Logistics agreements are administrative arrangements that facilitate access to military fuel exchange facilities and agree, facilitate logistical support and strengthen the operational turning point of the Indian army. Resistance to the LSA comes mainly from left-wing parties that do not want India to participate in the “bad plans” of the U.S. military in the region, jeopardizing India`s strategic sovereignty. The LSA, they say, would force India to stick to Washington`s agenda. With the civil nuclear agreement and the LSA, India is ready to move closer to the United States, which the left-wing parties do not want the current government of the United Progressive Alliance (UPA) to do.

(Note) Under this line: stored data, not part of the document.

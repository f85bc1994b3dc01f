// Structured report types for the sim CLI
// One RunReport per seeded run; BatchReport aggregates a whole --runs batch.

use rust_decimal::prelude::ToPrimitive;
use rust_decimal::Decimal;
use serde::Serialize;

use roulette_engine::SimulationRun;

/// Lossy Decimal -> f64 for batch statistics only; per-run money stays exact.
pub fn to_f64(d: Decimal) -> f64 {
    d.to_f64().unwrap_or(0.0)
}

// ─── Statistics (per-metric batch aggregation) ──────────────────────────────

#[derive(Debug, Clone, Serialize)]
pub struct Stats {
    pub mean: f64,
    pub std_dev: f64,
    pub ci_lower: f64,
    pub ci_upper: f64,
    pub min: f64,
    pub max: f64,
    pub n: usize,
}

impl Stats {
    pub fn from_samples(samples: &[f64]) -> Self {
        let n = samples.len();
        if n == 0 {
            return Self {
                mean: 0.0,
                std_dev: 0.0,
                ci_lower: 0.0,
                ci_upper: 0.0,
                min: 0.0,
                max: 0.0,
                n: 0,
            };
        }
        let mean = samples.iter().sum::<f64>() / n as f64;
        let variance = if n > 1 {
            samples.iter().map(|x| (x - mean).powi(2)).sum::<f64>() / (n - 1) as f64
        } else {
            0.0
        };
        let std_dev = variance.sqrt();
        let stderr = std_dev / (n as f64).sqrt();
        let z = 1.96; // 95% CI
        Self {
            mean,
            std_dev,
            ci_lower: mean - z * stderr,
            ci_upper: mean + z * stderr,
            min: samples.iter().cloned().fold(f64::INFINITY, f64::min),
            max: samples.iter().cloned().fold(f64::NEG_INFINITY, f64::max),
            n,
        }
    }
}

// ─── Single-Run Report ──────────────────────────────────────────────────────

#[derive(Debug, Clone, Serialize)]
pub struct RunReport {
    pub seed: Option<u64>,
    pub spins: u32,
    pub capital_threshold: Decimal,
    pub final_total: Decimal,
    pub max_profit: Decimal,
    /// 1-based, as the original front-end displayed it.
    pub max_profit_position: u32,
    pub run: SimulationRun,
}

impl RunReport {
    pub fn new(seed: Option<u64>, run: SimulationRun) -> Self {
        Self {
            seed,
            spins: run.records.len() as u32,
            capital_threshold: run.capital_threshold,
            final_total: run.summary.final_total,
            max_profit: run.summary.max_profit,
            max_profit_position: run.summary.max_profit_index + 1,
            run,
        }
    }
}

// ─── Batch Report ───────────────────────────────────────────────────────────

#[derive(Debug, Clone, Serialize)]
pub struct BatchRunLine {
    pub seed: u64,
    pub final_total: Decimal,
    pub max_profit: Decimal,
    pub max_profit_position: u32,
}

#[derive(Debug, Serialize)]
pub struct BatchReport {
    pub timestamp: String,
    pub version: &'static str,
    pub prng: &'static str,
    pub spins_per_run: u32,
    pub capital_threshold: Decimal,
    pub base_seed: u64,
    pub n_runs: usize,
    pub final_total: Stats,
    pub max_profit: Stats,
    pub runs: Vec<BatchRunLine>,
}
// Roulette series simulator — CLI front-end for the Castle / Opposite-Color engine
//
// Usage:
//   cargo run --release --bin sim                          # 100 spins, entropy wheel
//   cargo run --release --bin sim -- --spins 500           # longer series
//   cargo run --release --bin sim -- --threshold 50        # flag rows at/above 50
//   cargo run --release --bin sim -- --seed 42             # reproducible run
//   cargo run --release --bin sim -- --runs 30 --seed 0    # seeded batch with stats
//   cargo run --release --bin sim -- --json                # also write a JSON report

mod report;

use std::fmt::Display;
use std::time::{SystemTime, UNIX_EPOCH};

use rust_decimal::Decimal;

use roulette_engine::{RngWheel, RouletteSimulation, SimulationRun, SpinRecord};

use report::{to_f64, BatchReport, BatchRunLine, RunReport, Stats};

// ─── CLI Parsing ────────────────────────────────────────────────────────────

struct CliArgs {
    spins: u32,
    threshold: Decimal,
    seed: Option<u64>,
    runs: usize,
    json: bool,
}

fn parse_args() -> CliArgs {
    let args: Vec<String> = std::env::args().skip(1).collect();
    let mut cli = CliArgs {
        spins: 100,
        threshold: Decimal::ZERO,
        seed: None,
        runs: 1,
        json: false,
    };

    let mut i = 0;
    while i < args.len() {
        match args[i].as_str() {
            "--spins" => {
                i += 1;
                if i < args.len() {
                    cli.spins = args[i].parse().unwrap_or(100);
                }
            }
            "--threshold" => {
                i += 1;
                if i < args.len() {
                    cli.threshold = args[i].parse().unwrap_or(Decimal::ZERO);
                }
            }
            "--seed" => {
                i += 1;
                if i < args.len() {
                    cli.seed = args[i].parse().ok();
                }
            }
            "--runs" => {
                i += 1;
                if i < args.len() {
                    cli.runs = args[i].parse().unwrap_or(1);
                }
            }
            "--json" => {
                cli.json = true;
            }
            _ => {
                eprintln!("Unknown argument: {}", args[i]);
            }
        }
        i += 1;
    }

    cli
}

// ─── Row Formatting ─────────────────────────────────────────────────────────

fn na<T: Display>(value: Option<T>) -> String {
    match value {
        Some(v) => v.to_string(),
        None => "N/A".to_string(),
    }
}

/// One output row, mirroring the original front-end's line structure.
fn format_row(record: &SpinRecord, threshold: Decimal, peak_index: u32) -> String {
    let symbol = if record.is_win() { "." } else { "X" };
    let situation = if record.is_win() { "Win" } else { "Loss" };
    let money = if record.result >= Decimal::ZERO {
        format!("Gain: {}", record.result)
    } else {
        format!("Loss: {}", -record.result)
    };
    let mut flags = String::new();
    if threshold > Decimal::ZERO && record.running_total >= threshold {
        flags.push_str(" *");
    }
    if record.index == peak_index {
        flags.push_str(" <<< peak");
    }
    format!(
        "{} {:>2} | Color: {:<5} | Parity: {:<4} | Range: {:<4} | Outcome: {:<4} | {} | Total: {} ({}){}",
        symbol,
        record.outcome,
        record.color.to_string(),
        na(record.parity),
        na(record.half),
        situation,
        money,
        record.running_total,
        record.strategy.label(),
        flags,
    )
}

fn print_run(run: &SimulationRun) {
    let peak_index = run.summary.max_profit_index;
    for record in &run.records {
        println!("  {}", format_row(record, run.capital_threshold, peak_index));
    }
    println!();
    println!("  Maximum profit reached:     {}", run.summary.max_profit);
    println!("  Position of maximum profit: {}", run.summary.max_profit_index + 1);
    println!("  Total profit/loss:          {}", run.summary.final_total);
}

// ─── Report Output ──────────────────────────────────────────────────────────

fn write_json<T: serde::Serialize>(report: &T, timestamp: &str) {
    let dir = std::path::Path::new("sim-results");
    if !dir.exists() {
        if let Err(e) = std::fs::create_dir_all(dir) {
            eprintln!("Failed to create sim-results/: {e}");
            return;
        }
    }
    let path = dir.join(format!("sim-{timestamp}.json"));
    match serde_json::to_string_pretty(report) {
        Ok(json) => match std::fs::write(&path, json) {
            Ok(()) => println!("\n  Results saved to: {}", path.display()),
            Err(e) => eprintln!("Failed to write {}: {e}", path.display()),
        },
        Err(e) => eprintln!("Failed to serialize report: {e}"),
    }
}

// ─── Main ───────────────────────────────────────────────────────────────────

fn main() {
    let cli = parse_args();
    let ts = SystemTime::now()
        .duration_since(UNIX_EPOCH)
        .map(|d| d.as_millis())
        .unwrap_or(0);
    let timestamp = format!("{ts}");

    if cli.runs > 1 {
        run_batch(&cli, &timestamp);
        return;
    }

    let result = match cli.seed {
        Some(seed) => RouletteSimulation::new(RngWheel::seeded(seed)).run(cli.spins, cli.threshold),
        None => RouletteSimulation::new(RngWheel::from_entropy()).run(cli.spins, cli.threshold),
    };
    let run = match result {
        Ok(run) => run,
        Err(e) => {
            eprintln!("error: {e}");
            std::process::exit(2);
        }
    };

    println!("\n  Roulette series — {} spins, threshold {}\n", cli.spins, cli.threshold);
    print_run(&run);

    if cli.json {
        let report = RunReport::new(cli.seed, run);
        write_json(&report, &timestamp);
    }
}

/// Seeded batch mode: N independent runs with seeds base..base+N, aggregated
/// the way a Monte Carlo sweep reports its metrics.
fn run_batch(cli: &CliArgs, timestamp: &str) {
    let base_seed = cli.seed.unwrap_or(0);

    println!("\n  Roulette batch — {} runs x {} spins", cli.runs, cli.spins);
    println!("  PRNG: ChaCha8Rng | Base seed: {base_seed}\n");
    println!("  {:>6} {:>14} {:>14} {:>10}", "Seed", "Final", "Max profit", "Peak pos");
    println!("  {}", "-".repeat(48));

    let mut lines = Vec::with_capacity(cli.runs);
    for i in 0..cli.runs {
        let seed = base_seed + i as u64;
        let result =
            RouletteSimulation::new(RngWheel::seeded(seed)).run(cli.spins, cli.threshold);
        let run = match result {
            Ok(run) => run,
            Err(e) => {
                eprintln!("error: {e}");
                std::process::exit(2);
            }
        };
        println!(
            "  {:>6} {:>14} {:>14} {:>10}",
            seed,
            run.summary.final_total.to_string(),
            run.summary.max_profit.to_string(),
            run.summary.max_profit_index + 1,
        );
        lines.push(BatchRunLine {
            seed,
            final_total: run.summary.final_total,
            max_profit: run.summary.max_profit,
            max_profit_position: run.summary.max_profit_index + 1,
        });
    }

    let finals: Vec<f64> = lines.iter().map(|l| to_f64(l.final_total)).collect();
    let peaks: Vec<f64> = lines.iter().map(|l| to_f64(l.max_profit)).collect();
    let final_stats = Stats::from_samples(&finals);
    let peak_stats = Stats::from_samples(&peaks);

    println!("  {}", "-".repeat(48));
    println!(
        "  Final total: mean {:.2} ± {:.2} (95% CI), min {:.2}, max {:.2}",
        final_stats.mean,
        (final_stats.ci_upper - final_stats.ci_lower) / 2.0,
        final_stats.min,
        final_stats.max,
    );
    println!(
        "  Max profit:  mean {:.2} ± {:.2} (95% CI), min {:.2}, max {:.2}",
        peak_stats.mean,
        (peak_stats.ci_upper - peak_stats.ci_lower) / 2.0,
        peak_stats.min,
        peak_stats.max,
    );

    if cli.json {
        let report = BatchReport {
            timestamp: timestamp.to_string(),
            version: env!("CARGO_PKG_VERSION"),
            prng: "ChaCha8Rng",
            spins_per_run: cli.spins,
            capital_threshold: cli.threshold,
            base_seed,
            n_runs: cli.runs,
            final_total: final_stats,
            max_profit: peak_stats,
            runs: lines,
        };
        write_json(&report, timestamp);
    }
}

As a result, the UPA government has suspended not only the LSA, but also other important bilateral defence measures to strengthen India`s presence in the region, including the Maritime Security Cooperation Framework and the Container Security Initiative. India and Australia share a common concern for maintaining stability in an increasingly competitive Indo-Pacific environment. The Australian Defence White Paper (ADWP), 2016, rightly acknowledges that “the seas and airspace of the region are increasingly contested… Several factors suggest that we would be faced with an increasingly complex and controversial Indo-Pacific. [1] It was in this spirit that Indian Prime Minister Narendra Modi expressed concern about the security and stability of the region when he addressed the Australian Parliament in 2014. “This vast region has many unresolved issues and new challenges. Historical differences persist despite the growing interdependence… we are more concerned than ever about its access and security in our part of the world. [2] Australia had submitted an MLSA project shortly after India had signed LEMOA, but New Delhi said at the time that it would use more logistics pacts after the first one was commissioned. In March, before the bilateral naval exercise AUSINDEX, Australian diplomatic sources sounded the tone for a pact that said the argument for one was “imperative.” AUSINDEX saw the participation of Australia`s largest naval contingent to India with 1,000 employees and assets.